From the Library of Congress and Tennessee Gazette
Trump’s Revisionist History on Andrew Jackson
By Abby Zimet / Common Dreams
“Stop the Runaway” begins an 1804 ad placed in the Tennessee Gazette urging civic-minded souls to capture a “Mulatto Man Slave” escaped from one Andrew Jackson, “unrepentant” owner of 161 slaves, soon-to-be 7th president, and role model for our dizzyingly ignorant 45th, who with rabid encouragement from Bannon likes to glowingly compare himself to the prosperous slave trader and infamous Indian killer who precipitated the Cherokees’ Trail of Tears.
The latest summoning of his bestie’s racist ghost came in an interview with the Washington Examiner in which “the most fact-challenged president ever” stunningly suggested Jackson was “really angry that he saw what was happening, with regard to the Civil War” and might have stopped it even though he’d been dead 16 years. After babbling, “People don’t realize, the Civil War – you think about it, why? People don’t ask that question” – though to date over 30 million people have Googled that very question – Trump blankly asked, “But why was there a Civil War? Why could that one not have been worked out?”
So many facepalms, so little time.
Trump carried out his latest act of dumbfoundingly ignorant and/or revisionist history after another wacky interview, this time with CBS, wherein he again charged that bad sick Obama dude wiretapped him, vaguely muttering, “I think our side has been proven very strongly, and everybody has been talking about it.” When pressed on his by-now-tired fiction, he offered the iconic, defensive “I don’t stand by anything” before sulking off to his desk.
The response to these ongoing crimes against reality ranges from pure horror – From one historian: “God help us” – to horror leavened with wit. Twitter noted the latest bizarro day in Trumpworld is unsurprising given that Frederic Douglass is still alive, Hitler didn’t use chemical weapons, and Andrew Jackson is either a long-lost member of the Jackson 5 or he couldn’t have stopped the Civil war “as he was consumed with multiple investigations into his email server.”
Still, let’s not forget the atrocity that is Trump’s breathtaking, ongoing assault on facts. One potent reminder: Jackson’s ad, one of thousands of runaway ads cataloged for a Freedom on the Move project by the history department at Cornell. The project offers what Edward Baptist calls “little windows” into the barbarism of slavery. “I call them the tweets of the master class,” he says, aimed at alerting “the surveillance system that was the entire body of white people in the South” to help recover “human property.”

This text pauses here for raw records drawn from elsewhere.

use axum::{extract::Json, http::StatusCode};
use contracts::system::auth::{LoginRequest, LoginResponse, RefreshRequest, RefreshResponse, UserInfo};

use crate::shared::error::log_status;
use crate::shared::logger;
use crate::system::auth::extractor::CurrentUser;
use crate::system::{auth::jwt, users::service as user_service};

/// Login handler
pub async fn login(
    Json(request): Json<LoginRequest>,
) -> Result<Json<LoginResponse>, StatusCode> {
    let user = user_service::verify_credentials(&request.username, &request.password)
        .await
        .map_err(|e| {
            tracing::warn!("Login failed for {}: {}", request.username, e);
            StatusCode::UNAUTHORIZED
        })?
        .ok_or(StatusCode::UNAUTHORIZED)?;

    let access_token = jwt::generate_access_token(&user)
        .await
        .map_err(|e| log_status("Failed to generate access token", e))?;

    let refresh_token = jwt::generate_refresh_token();

    store_refresh_token(&user.id, &refresh_token)
        .await
        .map_err(|e| log_status("Failed to store refresh token", e))?;

    logger::log("auth", &format!("User {} logged in", user.username));

    let response = LoginResponse {
        access_token,
        refresh_token,
        user: UserInfo::from(user),
    };

    Ok(Json(response))
}

/// Refresh token handler
pub async fn refresh(
    Json(request): Json<RefreshRequest>,
) -> Result<Json<RefreshResponse>, StatusCode> {
    let user_id = validate_refresh_token(&request.refresh_token)
        .await
        .map_err(|_| StatusCode::UNAUTHORIZED)?;

    let user = user_service::get_by_id(&user_id)
        .await
        .map_err(|e| log_status("Failed to load user", e))?
        .filter(|u| u.is_active)
        .ok_or(StatusCode::UNAUTHORIZED)?;

    let access_token = jwt::generate_access_token(&user)
        .await
        .map_err(|e| log_status("Failed to generate access token", e))?;

    let response = RefreshResponse { access_token };

    Ok(Json(response))
}

/// Logout handler
pub async fn logout(
    Json(request): Json<RefreshRequest>,
) -> Result<StatusCode, StatusCode> {
    revoke_refresh_token(&request.refresh_token)
        .await
        .map_err(|e| log_status("Failed to revoke refresh token", e))?;

    Ok(StatusCode::OK)
}

/// Get current user handler (protected by middleware)
pub async fn current_user(
    CurrentUser(claims): CurrentUser,
) -> Result<Json<UserInfo>, StatusCode> {
    let user = user_service::get_by_id(&claims.sub)
        .await
        .map_err(|e| log_status("Failed to load current user", e))?
        .ok_or(StatusCode::NOT_FOUND)?;

    Ok(Json(UserInfo::from(user)))
}

// Helper functions for refresh tokens

async fn store_refresh_token(user_id: &str, token: &str) -> anyhow::Result<()> {
    use crate::shared::data::db::get_connection;
    use chrono::Utc;
    use sea_orm::{ConnectionTrait, DatabaseBackend, Statement};

    let token_id = uuid::Uuid::new_v4().to_string();
    let token_hash = hash_token(token);
    let expires_at = jwt::calculate_refresh_token_expiration();
    let created_at = Utc::now().to_rfc3339();

    let conn = get_connection();
    conn.execute(Statement::from_sql_and_values(
        DatabaseBackend::Sqlite,
        "INSERT INTO sys_refresh_tokens (id, user_id, token_hash, expires_at, created_at) 
         VALUES (?, ?, ?, ?, ?)",
        [
            token_id.into(),
            user_id.to_string().into(),
            token_hash.into(),
            expires_at.into(),
            created_at.into(),
        ],
    ))
    .await?;

    Ok(())
}

async fn validate_refresh_token(token: &str) -> anyhow::Result<String> {
    use crate::shared::data::db::get_connection;
    use chrono::Utc;
    use sea_orm::{ConnectionTrait, DatabaseBackend, Statement};

    let token_hash = hash_token(token);
    let now = Utc::now().to_rfc3339();

    let conn = get_connection();
    let result = conn
        .query_one(Statement::from_sql_and_values(
            DatabaseBackend::Sqlite,
            "SELECT user_id FROM sys_refresh_tokens 
             WHERE token_hash = ? AND expires_at > ? AND revoked_at IS NULL",
            [token_hash.into(), now.into()],
        ))
        .await?;

    match result {
        Some(row) => {
            let user_id: String = row.try_get("", "user_id")?;
            Ok(user_id)
        }
        None => Err(anyhow::anyhow!("Invalid or expired refresh token")),
    }
}

async fn revoke_refresh_token(token: &str) -> anyhow::Result<()> {
    use crate::shared::data::db::get_connection;
    use chrono::Utc;
    use sea_orm::{ConnectionTrait, DatabaseBackend, Statement};

    let token_hash = hash_token(token);
    let revoked_at = Utc::now().to_rfc3339();

    let conn = get_connection();
    conn.execute(Statement::from_sql_and_values(
        DatabaseBackend::Sqlite,
        "UPDATE sys_refresh_tokens SET revoked_at = ? WHERE token_hash = ?",
        [revoked_at.into(), token_hash.into()],
    ))
    .await?;

    Ok(())
}

fn hash_token(token: &str) -> String {
    use sha2::{Digest, Sha256};
    let mut hasher = Sha256::new();
    hasher.update(token.as_bytes());
    format!("{:x}", hasher.finalize())
}


#[cfg(test)]
mod tests {
    use super::*;

    #[test]
    fn test_token_hash_is_stable_hex() {
        let a = hash_token("5f0c2c9e-token");
        assert_eq!(a.len(), 64);
        assert_eq!(a, hash_token("5f0c2c9e-token"));
        assert_ne!(a, hash_token("other"));
    }
}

The ads’ details tell the brutal tale, describing scars, missing fingers, a woman’s back that “appears to have been used to the whip.” Jackson adds an extra dose of cruelty: His runaway slave – “stout made and active, talks sensible, stoops in his walk” – will fetch a reward of $50, plus “ten dollars extra, for every hundred lashes any person will give him” up to 300.
Amidst a racist culture boasting public exhortations to make money by assaulting people of color fleeing for their lives – which often included the puzzled note, “Ran away without cause” – Jackson fit right in. So does Trump.